The distance to the state capital, Goiânia, is 285 km. and connections are made by GO-060 / Trindade / Turvânia / Israelândia.
Neighboring municipalities are:
- north: Montes Claros de Goiás and Diorama
- south: Palestina de Goiás
- east: Iporá
- west: Piranhas

==Demographic and Political Data==
- Population density: 3.25 inhabitants/km^{2} (2007)
- Population growth rate 2000/2007: -1,91.%
- Urban population: 2,116
- Rural population: 1,379
- Eligible voters: 2,955 (11/2007)
- City government in 2005: mayor (Orestino Vilela Faria), vice-mayor (José Rodrigues de Souza), and 09 councilmembers

==Economy==
The main economic activities are cattle raising, agriculture, public administration, commerce, and small transformation industries.

There were 85,600 head of cattle in 2006, of which 9,600 were milk cows.
The main agricultural products were rice, corn, manioc, beans, and soybeans. There was modest production of bananas, hearts of palm, and coconut. Commerce had 37 units in 2003 employing 53 workers.
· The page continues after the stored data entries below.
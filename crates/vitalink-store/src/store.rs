//! Store abstraction over user records.
//!
//! Handlers receive an `Arc<dyn UserStore>` so the backing store can be
//! swapped without touching request handling.

use async_trait::async_trait;
use tokio::sync::RwLock;

use crate::client::{RedisPool, StoreError, StoreResult};
use crate::queries::users::{self, HealthPatch, UserRow};

/// Persistence operations for user records.
#[async_trait]
pub trait UserStore: Send + Sync {
    /// Insert a freshly registered user.
    async fn create_user(&self, row: &UserRow) -> StoreResult<()>;

    /// Fetch a user, `StoreError::NotFound` if the id is unknown.
    async fn get_user(&self, user_id: &str) -> StoreResult<UserRow>;

    /// Merge `patch` into a user's vitals as one atomic step and return the
    /// merged row. `StoreError::NotFound` if the id is unknown.
    async fn merge_health(
        &self,
        user_id: &str,
        patch: &HealthPatch,
        updated_at: &str,
    ) -> StoreResult<UserRow>;

    /// All users in registration order.
    async fn list_users(&self) -> StoreResult<Vec<UserRow>>;
}

/// Redis-backed store.
#[derive(Clone)]
pub struct RedisUserStore {
    pool: RedisPool,
}

impl RedisUserStore {
    pub fn new(pool: RedisPool) -> Self {
        Self { pool }
    }
}

#[async_trait]
impl UserStore for RedisUserStore {
    async fn create_user(&self, row: &UserRow) -> StoreResult<()> {
        users::create_user(&self.pool, row).await
    }

    async fn get_user(&self, user_id: &str) -> StoreResult<UserRow> {
        users::get_user(&self.pool, user_id).await
    }

    async fn merge_health(
        &self,
        user_id: &str,
        patch: &HealthPatch,
        updated_at: &str,
    ) -> StoreResult<UserRow> {
        users::merge_health(&self.pool, user_id, patch, updated_at).await
    }

    async fn list_users(&self) -> StoreResult<Vec<UserRow>> {
        users::list_users(&self.pool).await
    }
}

/// Process-local store. Contents are lost on restart.
#[derive(Default)]
pub struct MemoryUserStore {
    users: RwLock<Vec<UserRow>>,
}

impl MemoryUserStore {
    pub fn new() -> Self {
        Self::default()
    }
}

#[async_trait]
impl UserStore for MemoryUserStore {
    async fn create_user(&self, row: &UserRow) -> StoreResult<()> {
        self.users.write().await.push(row.clone());
        Ok(())
    }

    async fn get_user(&self, user_id: &str) -> StoreResult<UserRow> {
        self.users
            .read()
            .await
            .iter()
            .find(|u| u.user_id == user_id)
            .cloned()
            .ok_or_else(|| StoreError::NotFound(format!("User not found: {}", user_id)))
    }

    async fn merge_health(
        &self,
        user_id: &str,
        patch: &HealthPatch,
        updated_at: &str,
    ) -> StoreResult<UserRow> {
        let mut users = self.users.write().await;
        let existing = users
            .iter_mut()
            .find(|u| u.user_id == user_id)
            .ok_or_else(|| StoreError::NotFound(format!("User not found: {}", user_id)))?;
        patch.apply(existing, updated_at);
        Ok(existing.clone())
    }

    async fn list_users(&self) -> StoreResult<Vec<UserRow>> {
        Ok(self.users.read().await.clone())
    }
}

#[cfg(test)]
mod tests {
    use super::*;

    fn row(id: &str) -> UserRow {
        UserRow {
            user_id: id.to_string(),
            first_name: "Ada".to_string(),
            last_name: "Lovelace".to_string(),
            email: "ada@example.com".to_string(),
            age: 36,
            contact_number: "+1 555 0100".to_string(),
            gender: "female".to_string(),
            heart_rate: None,
            spo2: None,
            weight: None,
            created_at: "2026-01-01T00:00:00+00:00".to_string(),
            updated_at: "2026-01-01T00:00:00+00:00".to_string(),
        }
    }

    #[tokio::test]
    async fn test_create_then_get() {
        let store = MemoryUserStore::new();
        store.create_user(&row("u1")).await.unwrap();

        let fetched = store.get_user("u1").await.unwrap();
        assert_eq!(fetched, row("u1"));
    }

    #[tokio::test]
    async fn test_get_unknown_is_not_found() {
        let store = MemoryUserStore::new();
        let err = store.get_user("missing").await.unwrap_err();
        assert!(matches!(err, StoreError::NotFound(_)));
    }

    #[tokio::test]
    async fn test_merge_health_updates_stored_row() {
        let store = MemoryUserStore::new();
        store.create_user(&row("u1")).await.unwrap();

        let patch = HealthPatch {
            heart_rate: Some(72.0),
            ..HealthPatch::default()
        };
        let merged = store.merge_health("u1", &patch, "later").await.unwrap();

        assert_eq!(merged.heart_rate, Some(72.0));
        assert_eq!(merged.updated_at, "later");
        assert_eq!(store.get_user("u1").await.unwrap(), merged);
    }

    #[tokio::test(flavor = "multi_thread", worker_threads = 3)]
    async fn test_concurrent_merges_keep_every_field() {
        let store = std::sync::Arc::new(MemoryUserStore::new());
        store.create_user(&row("u1")).await.unwrap();

        let tasks: Vec<_> = [
            HealthPatch { heart_rate: Some(72.0), ..HealthPatch::default() },
            HealthPatch { spo2: Some(98.0), ..HealthPatch::default() },
            HealthPatch { weight: Some(68.0), ..HealthPatch::default() },
        ]
        .into_iter()
        .map(|patch| {
            let store = store.clone();
            tokio::spawn(async move { store.merge_health("u1", &patch, "t").await })
        })
        .collect();
        for task in tasks {
            task.await.unwrap().unwrap();
        }

        let merged = store.get_user("u1").await.unwrap();
        assert_eq!(merged.heart_rate, Some(72.0));
        assert_eq!(merged.spo2, Some(98.0));
        assert_eq!(merged.weight, Some(68.0));
    }

    #[tokio::test]
    async fn test_merge_unknown_does_not_insert() {
        let store = MemoryUserStore::new();
        let err = store
            .merge_health("ghost", &HealthPatch::default(), "t")
            .await
            .unwrap_err();
        assert!(matches!(err, StoreError::NotFound(_)));
        assert!(store.list_users().await.unwrap().is_empty());
    }

    #[tokio::test]
    async fn test_list_keeps_registration_order() {
        let store = MemoryUserStore::new();
        for id in ["a", "b", "c"] {
            store.create_user(&row(id)).await.unwrap();
        }

        let ids: Vec<String> = store
            .list_users()
            .await
            .unwrap()
            .into_iter()
            .map(|u| u.user_id)
            .collect();
        assert_eq!(ids, vec!["a", "b", "c"]);
    }
}
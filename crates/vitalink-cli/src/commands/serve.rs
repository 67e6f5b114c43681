//! Web server command.

use anyhow::{bail, Result};
use clap::Args;
use colored::Colorize;
use std::path::PathBuf;
use std::sync::Arc;
use tracing::info;
use vitalink_core::Broadcaster;
use vitalink_store::{MemoryUserStore, RedisUserStore, UserStore};
use vitalink_web::{state::AppState, ServerConfig};

#[derive(Args)]
pub struct ServeArgs {
    /// Port to listen on
    #[arg(long, env = "VITALINK_PORT", default_value = "3000")]
    pub port: u16,

    /// Host to bind to
    #[arg(long, env = "VITALINK_HOST", default_value = "127.0.0.1")]
    pub host: String,

    /// Shared secret devices send as a bearer token
    #[arg(long, env = "VITALINK_API_KEY", hide_env_values = true)]
    pub api_key: String,

    /// Redis URL for user records
    #[arg(long, env = "REDIS_URL", default_value = "redis://127.0.0.1:6379")]
    pub redis_url: String,

    /// Keep user records in memory instead of Redis
    #[arg(long)]
    pub memory: bool,

    /// Dashboard origin allowed to make credentialed requests
    #[arg(long, env = "FRONTEND_URL")]
    pub frontend_url: Option<String>,

    /// Also write logs to a file
    #[arg(long)]
    pub log: bool,

    /// Log file path (with --log)
    #[arg(long)]
    pub log_file: Option<PathBuf>,
}

pub async fn execute(args: ServeArgs) -> Result<()> {
    if args.api_key.trim().is_empty() {
        bail!("API key must not be empty (set --api-key or VITALINK_API_KEY)");
    }

    let store: Arc<dyn UserStore> = if args.memory {
        info!("Using in-memory user store");
        Arc::new(MemoryUserStore::new())
    } else {
        let pool = vitalink_store::init_pool(&args.redis_url).await?;
        info!(redis_url = %args.redis_url, "Connected to Redis");
        Arc::new(RedisUserStore::new(pool))
    };

    let state = AppState::new(store, Broadcaster::new(), args.api_key.trim());

    println!();
    println!("  {} {}", "Vitalink".cyan().bold(), "Server".bold());
    println!();
    println!("  {}       http://{}:{}", "API".green(), args.host, args.port);
    println!("  {}  ws://{}:{}/ws", "WebSocket".green(), args.host, args.port);
    println!(
        "  {}      {}",
        "Store".green(),
        if args.memory { "memory" } else { args.redis_url.as_str() }
    );
    println!();
    println!("  {}", "Ctrl+C to stop".dimmed());
    println!();

    let config = ServerConfig {
        host: args.host,
        port: args.port,
        frontend_url: args.frontend_url,
    };
    vitalink_web::run_server(state, config).await?;

    Ok(())
}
There were 112 automobiles and pickup trucks, 08 trucks, and 96 motorcycles in 2004.
There were no financial institutions reporting in 2007.

==Health and education==
- Hospitals: 01 with 25 beds (2007)
- Schools: 05 with 947 students
- Infant mortality rate in 2000: 18.31
- Infant mortality rate in 1990: 39.22
- Literacy rate in 2000: 81.8

Arenópolis had a rating of 0.739 and was ranked 110 out of 242 municipalities in Goiás on the United Nations Human Development Index (2000 data). Nationally it was ranked 2,173 out of 5,507 municipalities.

==History==
In 1956 Albino Borges moved into this region located in the municipality of Piranhas. He began to sell lots to newcomers attracted by the fertile land and soon a small village appeared called Areia, the name of the stream bathing the region. In 1964 Antônio de Castro moved to the region and worked to raise the village to the category of district, which was achieved in 1971 with the name Arenópolis. Later, in 1982 Arenópolis was dismembered and became a municipality.